**Task brief**
Exactly as given, reproduce the records in full.

**Records for the task**
····················
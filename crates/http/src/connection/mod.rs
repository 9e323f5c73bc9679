//! HTTP connection handling module
//!
//! - [`HttpConnection`]: owns one accepted connection, parses its request, dispatches to the
//!   handler and closes the connection
//! - [`ResponseWriter`]: the handle a handler uses to write the status line and body

mod http_connection;
mod response_writer;

pub use http_connection::HttpConnection;
pub use response_writer::ResponseWriter;
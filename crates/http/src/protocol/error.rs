use std::error::Error;
use std::io;
use std::net::SocketAddr;
use thiserror::Error;

#[derive(Debug, Error)]
pub enum HttpError {
    #[error("request error: {source}")]
    RequestError {
        #[from]
        source: ParseError,
    },

    #[error("response error: {source}")]
    ResponseError {
        #[from]
        source: SendError,
    },

    #[error("handler error: {source}")]
    HandlerError { source: Box<dyn Error + Send + Sync> },
}

impl HttpError {
    pub fn handler<E: Into<Box<dyn Error + Send + Sync>>>(e: E) -> Self {
        Self::HandlerError { source: e.into() }
    }
}

#[derive(Error, Debug)]
pub enum ParseError {
    #[error("malformed request line: {line:?}")]
    MalformedRequest { line: String },

    #[error("malformed header line: {line:?}")]
    MalformedHeader { line: String },

    #[error("request head too large, current: {current_size} exceed the limit {max_size}")]
    TooLargeHeader { current_size: usize, max_size: usize },

    #[error("invalid content-length header: {reason}")]
    InvalidContentLength { reason: String },

    #[error("payload too large, content-length {length} exceed the limit {max_size}")]
    PayloadTooLarge { length: u64, max_size: u64 },

    #[error("client disconnected during body read, {remaining} bytes still expected")]
    ClientDisconnected { remaining: u64 },

    #[error("stream ended before the request head was complete")]
    UnexpectedEof,

    #[error("invalid body: {reason}")]
    InvalidBody { reason: String },

    #[error("io error: {source}")]
    Io {
        #[from]
        source: io::Error,
    },
}

impl ParseError {
    pub fn malformed_request<S: ToString>(line: S) -> Self {
        Self::MalformedRequest { line: line.to_string() }
    }

    pub fn malformed_header<S: ToString>(line: S) -> Self {
        Self::MalformedHeader { line: line.to_string() }
    }

    pub fn too_large_header(current_size: usize, max_size: usize) -> Self {
        Self::TooLargeHeader { current_size, max_size }
    }

    pub fn invalid_content_length<S: ToString>(str: S) -> Self {
        Self::InvalidContentLength { reason: str.to_string() }
    }

    pub fn payload_too_large(length: u64, max_size: u64) -> Self {
        Self::PayloadTooLarge { length, max_size }
    }

    pub fn client_disconnected(remaining: u64) -> Self {
        Self::ClientDisconnected { remaining }
    }

    pub fn invalid_body<S: ToString>(str: S) -> Self {
        Self::InvalidBody { reason: str.to_string() }
    }
}

#[derive(Error, Debug)]
pub enum SendError {
    #[error("invalid response state: {reason}")]
    InvalidState { reason: String },

    #[error("io error: {source}")]
    Io {
        #[from]
        source: io::Error,
    },
}

impl SendError {
    pub fn invalid_state<S: ToString>(str: S) -> Self {
        Self::InvalidState { reason: str.to_string() }
    }
}

impl From<SendError> for io::Error {
    fn from(e: SendError) -> Self {
        match e {
            SendError::Io { source } => source,
            e @ SendError::InvalidState { .. } => io::Error::new(io::ErrorKind::InvalidInput, e),
        }
    }
}

/// Errors raised while starting the listener.
#[derive(Error, Debug)]
pub enum ServerError {
    #[error("can't bind {addr}: {source}")]
    Bind {
        addr: SocketAddr,
        #[source]
        source: io::Error,
    },
}

impl ServerError {
    pub fn bind(addr: SocketAddr, source: io::Error) -> Self {
        Self::Bind { addr, source }
    }
}
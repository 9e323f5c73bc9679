//! Decoder for request bodies with a Content-Length header.

use std::cmp;

use crate::protocol::{ParseError, PayloadItem};
use bytes::BytesMut;
use tokio_util::codec::Decoder;

/// A decoder for handling HTTP messages with a known content length.
///
/// The decoder tracks the remaining bytes to be read and ensures the total
/// payload matches the specified content length.
#[derive(Debug, Clone, PartialEq, Eq)]
pub struct LengthDecoder {
    /// The number of bytes remaining to be read from the payload
    length: u64,
}

impl LengthDecoder {
    /// Creates a new LengthDecoder instance.
    ///
    /// # Arguments
    /// * `length` - The total content length to decode, specified by Content-Length header
    pub fn new(length: u64) -> Self {
        Self { length }
    }

    /// Returns the number of payload bytes not yet decoded.
    pub fn remaining(&self) -> u64 {
        self.length
    }
}

impl Decoder for LengthDecoder {
    type Item = PayloadItem;
    type Error = ParseError;

    /// Decodes bytes from the input buffer according to the content length.
    ///
    /// # Returns
    /// * `Ok(Some(PayloadItem::Eof))` when all bytes have been read
    /// * `Ok(Some(PayloadItem::Chunk(bytes)))` when a chunk is successfully decoded
    /// * `Ok(None)` when more data is needed
    fn decode(&mut self, src: &mut BytesMut) -> Result<Option<Self::Item>, Self::Error> {
        if self.length == 0 {
            return Ok(Some(PayloadItem::Eof));
        }

        if src.is_empty() {
            return Ok(None);
        }

        // Read the minimum of remaining length and available bytes
        let len = cmp::min(self.length, src.len() as u64);
        let bytes = src.split_to(len as usize).freeze();

        self.length -= bytes.len() as u64;
        Ok(Some(PayloadItem::Chunk(bytes)))
    }

    /// At end of stream a body that is still short means the peer went away mid-body.
    fn decode_eof(&mut self, src: &mut BytesMut) -> Result<Option<Self::Item>, Self::Error> {
        match self.decode(src)? {
            Some(item) => Ok(Some(item)),
            None => Err(ParseError::client_disconnected(self.length)),
        }
    }
}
····················
**Written answer**
filename crates/http/src/connection/mod.rs
repository 9e323f5c73bc9679
//! HTTP connection handling module
//!
//! - [`HttpConnection`]: owns one accepted connection, parses its request, dispatches to the
//!   handler and closes the connection
//! - [`ResponseWriter`]: the handle a handler uses to write the status line and body

mod http_connection;
mod response_writer;

pub use http_connection::HttpConnection;
pub use response_writer::ResponseWriter;
filename crates/http/src/protocol/error.rs
use std::error::Error;
use std::io;
use std::net::SocketAddr;
use thiserror::Error;

#[derive(Debug, Error)]
pub enum HttpError {
    #[error("request error: {source}")]
    RequestError {
        #[from]
        source: ParseError,
    },

    #[error("response error: {source}")]
    ResponseError {
        #[from]
        source: SendError,
    },

    #[error("handler error: {source}")]
    HandlerError { source: Box<dyn Error + Send + Sync> },
}

impl HttpError {
    pub fn handler<E: Into<Box<dyn Error + Send + Sync>>>(e: E) -> Self {
        Self::HandlerError { source: e.into() }
    }
}

#[derive(Error, Debug)]
pub enum ParseError {
    #[error("malformed request line: {line:?}")]
    MalformedRequest { line: String },

    #[error("malformed header line: {line:?}")]
    MalformedHeader { line: String },

    #[error("request head too large, current: {current_size} exceed the limit {max_size}")]
    TooLargeHeader { current_size: usize, max_size: usize },

    #[error("invalid content-length header: {reason}")]
    InvalidContentLength { reason: String },

    #[error("payload too large, content-length {length} exceed the limit {max_size}")]
    PayloadTooLarge { length: u64, max_size: u64 },

    #[error("client disconnected during body read, {remaining} bytes still expected")]
    ClientDisconnected { remaining: u64 },

    #[error("stream ended before the request head was complete")]
    UnexpectedEof,

    #[error("invalid body: {reason}")]
    InvalidBody { reason: String },

    #[error("io error: {source}")]
    Io {
        #[from]
        source: io::Error,
    },
}

impl ParseError {
    pub fn malformed_request<S: ToString>(line: S) -> Self {
        Self::MalformedRequest { line: line.to_string() }
    }

    pub fn malformed_header<S: ToString>(line: S) -> Self {
        Self::MalformedHeader { line: line.to_string() }
    }

    pub fn too_large_header(current_size: usize, max_size: usize) -> Self {
        Self::TooLargeHeader { current_size, max_size }
    }

    pub fn invalid_content_length<S: ToString>(str: S) -> Self {
        Self::InvalidContentLength { reason: str.to_string() }
    }

    pub fn payload_too_large(length: u64, max_size: u64) -> Self {
        Self::PayloadTooLarge { length, max_size }
    }

    pub fn client_disconnected(remaining: u64) -> Self {
        Self::ClientDisconnected { remaining }
    }

    pub fn invalid_body<S: ToString>(str: S) -> Self {
        Self::InvalidBody { reason: str.to_string() }
    }
}

#[derive(Error, Debug)]
pub enum SendError {
    #[error("invalid response state: {reason}")]
    InvalidState { reason: String },

    #[error("io error: {source}")]
    Io {
        #[from]
        source: io::Error,
    },
}

impl SendError {
    pub fn invalid_state<S: ToString>(str: S) -> Self {
        Self::InvalidState { reason: str.to_string() }
    }
}

impl From<SendError> for io::Error {
    fn from(e: SendError) -> Self {
        match e {
            SendError::Io { source } => source,
            e @ SendError::InvalidState { .. } => io::Error::new(io::ErrorKind::InvalidInput, e),
        }
    }
}

/// Errors raised while starting the listener.
#[derive(Error, Debug)]
pub enum ServerError {
    #[error("can't bind {addr}: {source}")]
    Bind {
        addr: SocketAddr,
        #[source]
        source: io::Error,
    },
}

impl ServerError {
    pub fn bind(addr: SocketAddr, source: io::Error) -> Self {
        Self::Bind { addr, source }
    }
}
repository 9e323f5c73bc9679
//! Decoder for request bodies with a Content-Length header.

use std::cmp;

use crate::protocol::{ParseError, PayloadItem};
use bytes::BytesMut;
use tokio_util::codec::Decoder;

/// A decoder for handling HTTP messages with a known content length.
///
/// The decoder tracks the remaining bytes to be read and ensures the total
/// payload matches the specified content length.
#[derive(Debug, Clone, PartialEq, Eq)]
pub struct LengthDecoder {
    /// The number of bytes remaining to be read from the payload
    length: u64,
}

impl LengthDecoder {
    /// Creates a new LengthDecoder instance.
    ///
    /// # Arguments
    /// * `length` - The total content length to decode, specified by Content-Length header
    pub fn new(length: u64) -> Self {
        Self { length }
    }

    /// Returns the number of payload bytes not yet decoded.
    pub fn remaining(&self) -> u64 {
        self.length
    }
}

impl Decoder for LengthDecoder {
    type Item = PayloadItem;
    type Error = ParseError;

    /// Decodes bytes from the input buffer according to the content length.
    ///
    /// # Returns
    /// * `Ok(Some(PayloadItem::Eof))` when all bytes have been read
    /// * `Ok(Some(PayloadItem::Chunk(bytes)))` when a chunk is successfully decoded
    /// * `Ok(None)` when more data is needed
    fn decode(&mut self, src: &mut BytesMut) -> Result<Option<Self::Item>, Self::Error> {
        if self.length == 0 {
            return Ok(Some(PayloadItem::Eof));
        }

        if src.is_empty() {
            return Ok(None);
        }

        // Read the minimum of remaining length and available bytes
        let len = cmp::min(self.length, src.len() as u64);
        let bytes = src.split_to(len as usize).freeze();

        self.length -= bytes.len() as u64;
        Ok(Some(PayloadItem::Chunk(bytes)))
    }

    /// At end of stream a body that is still short means the peer went away mid-body.
    fn decode_eof(&mut self, src: &mut BytesMut) -> Result<Option<Self::Item>, Self::Error> {
        match self.decode(src)? {
            Some(item) => Ok(Some(item)),
            None => Err(ParseError::client_disconnected(self.length)),
        }
    }
}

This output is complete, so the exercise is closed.